Fast forward four years and they have about two inches of new top soil. “Nature doesn’t do it that fast, but we can.”
This brings the discussion to how we apply an understanding of soil ecology and the quest to build soil, not just in their yard, but across all regions where soil degradation is happening.
“I think this new revolution can be rooted in the idea of thinking differently about the land,” he says. “It’s not so much about the specific tools we might use to get there.
“We can use all flavors of technology and conventional wisdom, but we need to view them through the lens of does it help the health and fertility of the soil as our metric.”
Feed the Soil
“We started to notice the order in which life came back to our yard; microbes, visible fungi, arachnids (spiders), worms and amphibians, reptiles and birds. It mimicked the order in which life evolved on earth.”
That told Montgomery a lot about how ecosystems are built in soils. It’s from the bottom up, as in the root systems. Then it becomes about the parts we can see, and that is why we focus so much on season-long root development with the Maximum Farming System.
Montgomery and Biklé began looking at the processes taking place. They placed organic matter on the soil surface and in six months, it was gone, he says. “Anne said, ‘well, the soil was hungry.’ So we kept feeding it.”
They were adding compost to the soil surface and the microbes were breaking it down. Then it was further broken down by bacteria and fungi, which are, in turn, eaten by soil organisms. When those organisms are eaten, the waste is excreted as nutrient-rich food for the soil. They were essentially “little bags of fertilizer.”
“They were turning organic matter, which has in it the mineral micro nutrients that are essential for growing plants, because they used to be plants. And they’re recycling that material and turning it into forms that new plants can actually take back up once it passes out the back end of that soil life. It is much more soluble and plant-available than it was when it was leaf.”
Two Way Street
While it’s clear how the soil feeds plants with microorganisms, there’s also another half of the story…the root systems.
“We were trained in grad school to think of the roots as a plant’s straws that brought nutrients out of the soil and suck up water that had soluble nutrients in it. But it turns out that’s only half the story,” Montgomery says.
There are root exudates, and these push food, proteins, sugar and fats, out the root tips and essentially feed the soil, which, in turn, feeds the plant’s root system. It’s a give and take relationship that is mutually beneficial. Montgomery refers to it as an underground economy.

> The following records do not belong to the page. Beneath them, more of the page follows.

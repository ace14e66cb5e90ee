// crates/session-check-api/src/map_features.rs
// ============================================================================
// Module: Map Feature Contracts
// Description: Contracts for `mapFeatures` layers, their data, and locations.
// Purpose: Validate map layers and the coordinate lists behind them.
// Dependencies: session-check-core, serde_json
// ============================================================================

//! ## Overview
//! A map feature is a layer of `arc`, `node`, or `geo` items. Its `data`
//! holds column lists: `location` columns decided by the layer type and
//! `valueLists` columns keyed by the feature's props. Every column has one
//! entry per item, so all of them must have the same length.

// ============================================================================
// SECTION: Imports
// ============================================================================

use serde_json::Value;
use session_check_core::Context;
use session_check_core::Contract;
use session_check_core::ContractShape;
use session_check_core::NestedFailure;
use session_check_core::Node;
use session_check_core::PathTracker;
use session_check_core::SpecError;
use session_check_core::checks::Axis;
use session_check_core::checks::check_coordinate_paths;
use session_check_core::checks::check_coordinates;
use session_check_core::checks::check_list_kinds;
use session_check_core::checks::check_url;
use session_check_core::dispatch_child;
use session_check_core::engine::is_reserved;
use session_check_core::kinds;
use session_check_core::validate_child;

use crate::general::LAYOUT;
use crate::general::PROPS;
use crate::general::VALUE_LISTS;
use crate::general::with_props;
use crate::keys;

// ============================================================================
// SECTION: Accepted Values
// ============================================================================

/// Map layer types.
pub const LAYER_TYPES: [&str; 3] = ["arc", "node", "geo"];

// ============================================================================
// SECTION: Map Features
// ============================================================================

/// Contract for `mapFeatures`.
pub static MAP_FEATURES: Contract =
    Contract::new("mapFeatures", resolve_map_features).with_nested(map_features_nested);

/// Contract for `mapFeatures.data.*`.
pub static MAP_FEATURE: Contract =
    Contract::new("mapFeatures_data", resolve_map_feature).with_nested(map_feature_nested);

/// Map feature container fields.
fn resolve_map_features(_node: &Node<'_>, _ctx: &Context) -> Result<ContractShape, SpecError> {
    Ok(ContractShape::new().optional("data", kinds::MAPPING))
}

/// Dispatches every map feature.
fn map_features_nested(
    node: &Node<'_>,
    tracker: &mut PathTracker<'_>,
    ctx: &Context,
) -> Result<(), NestedFailure> {
    dispatch_child(node, "data", &MAP_FEATURE, tracker, ctx);
    Ok(())
}

/// Fields of one layer; geo layers need a GeoJSON source.
fn resolve_map_feature(node: &Node<'_>, _ctx: &Context) -> Result<ContractShape, SpecError> {
    let layer_type = node.str("type");
    Ok(ContractShape::new()
        .required("type", kinds::STRING)
        .required("name", kinds::STRING)
        .required("props", kinds::MAPPING)
        .required("data", kinds::MAPPING)
        .optional("layout", kinds::MAPPING)
        .when(matches!(layer_type, Some("geo" | "arc")), |shape| {
            shape.field("geoJson", kinds::MAPPING, layer_type == Some("geo"))
        })
        .accepted("type", LAYER_TYPES))
}

/// Validates props, then data, layout, and GeoJSON source against them.
fn map_feature_nested(
    node: &Node<'_>,
    tracker: &mut PathTracker<'_>,
    ctx: &Context,
) -> Result<(), NestedFailure> {
    dispatch_child(node, "props", &PROPS, tracker, ctx);
    let props_ctx = with_props(ctx, node, "props");
    let layer_ctx = props_ctx
        .with_text(keys::LAYER_TYPE, node.str("type").unwrap_or_default())
        .with_flag(keys::LAYER_HAS_GEO_JSON, node.contains("geoJson"));
    validate_child(node, "data", &FEATURE_DATA, tracker, &layer_ctx);
    validate_child(node, "layout", &LAYOUT, tracker, &props_ctx);
    validate_child(node, "geoJson", &GEO_JSON, tracker, ctx);
    Ok(())
}

// ============================================================================
// SECTION: Feature Data
// ============================================================================

/// Contract for `mapFeatures.data.*.data`.
pub static FEATURE_DATA: Contract =
    Contract::new("mapFeatures_data_data", resolve_feature_data).with_nested(feature_data_nested);

/// Contract for `mapFeatures.data.*.data.location`.
pub static FEATURE_LOCATION: Contract =
    Contract::new("mapFeatures_data_data_location", resolve_location)
        .with_nested(location_nested);

/// Contract for `mapFeatures.data.*.geoJson`.
pub static GEO_JSON: Contract =
    Contract::new("mapFeatures_data_geoJson", resolve_geo_json).with_nested(geo_json_nested);

/// Column groups of a layer.
fn resolve_feature_data(_node: &Node<'_>, _ctx: &Context) -> Result<ContractShape, SpecError> {
    Ok(ContractShape::new()
        .required("location", kinds::MAPPING)
        .required("valueLists", kinds::MAPPING))
}

/// Validates both column groups and compares their lengths.
fn feature_data_nested(
    node: &Node<'_>,
    tracker: &mut PathTracker<'_>,
    ctx: &Context,
) -> Result<(), NestedFailure> {
    validate_child(node, "valueLists", &VALUE_LISTS, tracker, ctx);
    validate_child(node, "location", &FEATURE_LOCATION, tracker, ctx);
    let mut lengths: Vec<usize> = Vec::new();
    for group in ["location", "valueLists"] {
        let Some(columns) = node.mapping(group)? else {
            continue;
        };
        let columns = node.child(columns);
        for (column, value) in columns.iter() {
            if let Value::Array(items) = value
                && !is_reserved(column)
            {
                lengths.push(items.len());
            }
        }
    }
    if lengths.windows(2).any(|pair| pair.first() != pair.last()) {
        tracker.error("location and valueLists keys must have the same length.");
    }
    Ok(())
}

/// Location columns required by the enclosing layer.
fn resolve_location(node: &Node<'_>, ctx: &Context) -> Result<ContractShape, SpecError> {
    let layer_type = ctx.text(keys::LAYER_TYPE);
    let has_geo_json = ctx.flag(keys::LAYER_HAS_GEO_JSON);
    let shape = ContractShape::new();
    let shape = match layer_type {
        Some("geo") => shape.required("geoJsonValue", kinds::SEQUENCE),
        Some("arc") if has_geo_json => shape.required("geoJsonValue", kinds::SEQUENCE),
        Some("arc") if node.contains("path") => shape.required("path", kinds::SEQUENCE),
        Some("arc") => shape
            .required("startLatitude", kinds::SEQUENCE)
            .required("startLongitude", kinds::SEQUENCE)
            .required("endLatitude", kinds::SEQUENCE)
            .required("endLongitude", kinds::SEQUENCE)
            .optional("startAltitude", kinds::SEQUENCE)
            .optional("endAltitude", kinds::SEQUENCE),
        _ => shape
            .required("latitude", kinds::SEQUENCE)
            .required("longitude", kinds::SEQUENCE)
            .optional("altitude", kinds::SEQUENCE),
    };
    Ok(shape)
}

/// Checks each location column by what its name says it holds.
fn location_nested(
    node: &Node<'_>,
    tracker: &mut PathTracker<'_>,
    _ctx: &Context,
) -> Result<(), NestedFailure> {
    for (column, value) in node.iter() {
        let Value::Array(items) = value else {
            continue;
        };
        if is_reserved(column) {
            continue;
        }
        if column == "path" {
            tracker.report_at(column, check_coordinate_paths(column, items));
        } else if column == "geoJsonValue" {
            tracker.report_at(column, check_list_kinds(items, kinds::STRING));
        } else if let Some(axis) = Axis::from_field(column) {
            if !tracker.report_at(column, check_list_kinds(items, kinds::NUMBER)) {
                continue;
            }
            let values: Vec<f64> = items.iter().filter_map(Value::as_f64).collect();
            tracker.report_at(column, check_coordinates(column, axis, &values));
        }
    }
    Ok(())
}

/// GeoJSON source of a layer.
fn resolve_geo_json(_node: &Node<'_>, _ctx: &Context) -> Result<ContractShape, SpecError> {
    Ok(ContractShape::new()
        .required("geoJsonLayer", kinds::STRING)
        .required("geoJsonProp", kinds::STRING))
}

/// The GeoJSON layer is fetched by URL.
fn geo_json_nested(
    node: &Node<'_>,
    tracker: &mut PathTracker<'_>,
    _ctx: &Context,
) -> Result<(), NestedFailure> {
    if let Some(url) = node.str("geoJsonLayer") {
        tracker.report_at("geoJsonLayer", check_url(url));
    }
    Ok(())
}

“The rhizosphere extends about one millimeter to one centimeter around every root hair on most plants. That rhizosphere is a zone full of bacteria and fungi. If you want to find some of the most life-dense areas on this planet, look around the roots of a healthy plant. Those plants, with the exudates they’re pushing out of their roots, are basically setting a buffet in the soil and life comes to that plant.
“Those exudates get only about one millimeter to one centimeter away from those root hairs before something consumes them. And what happens when those things get consumed by an organism? Well, it gets metabolized and it gets transformed into metabolites, which is the polite word for waste products.
“So the plants are pushing food out into the soil. The microbes are consuming them, then the microbial manure that comes out is actually kind of interesting. It’s not just simply elements, they’re elements put together in a way that benefit the plant. You’ve got these micro bacteria in a completely different family of life producing a hormone that makes that other organism healthy. But then the other organism when it’s healthy and it leafs out, it captures more solar energy that is putting more energy back into the soil to feed the microbes. That’s a virtual circle.”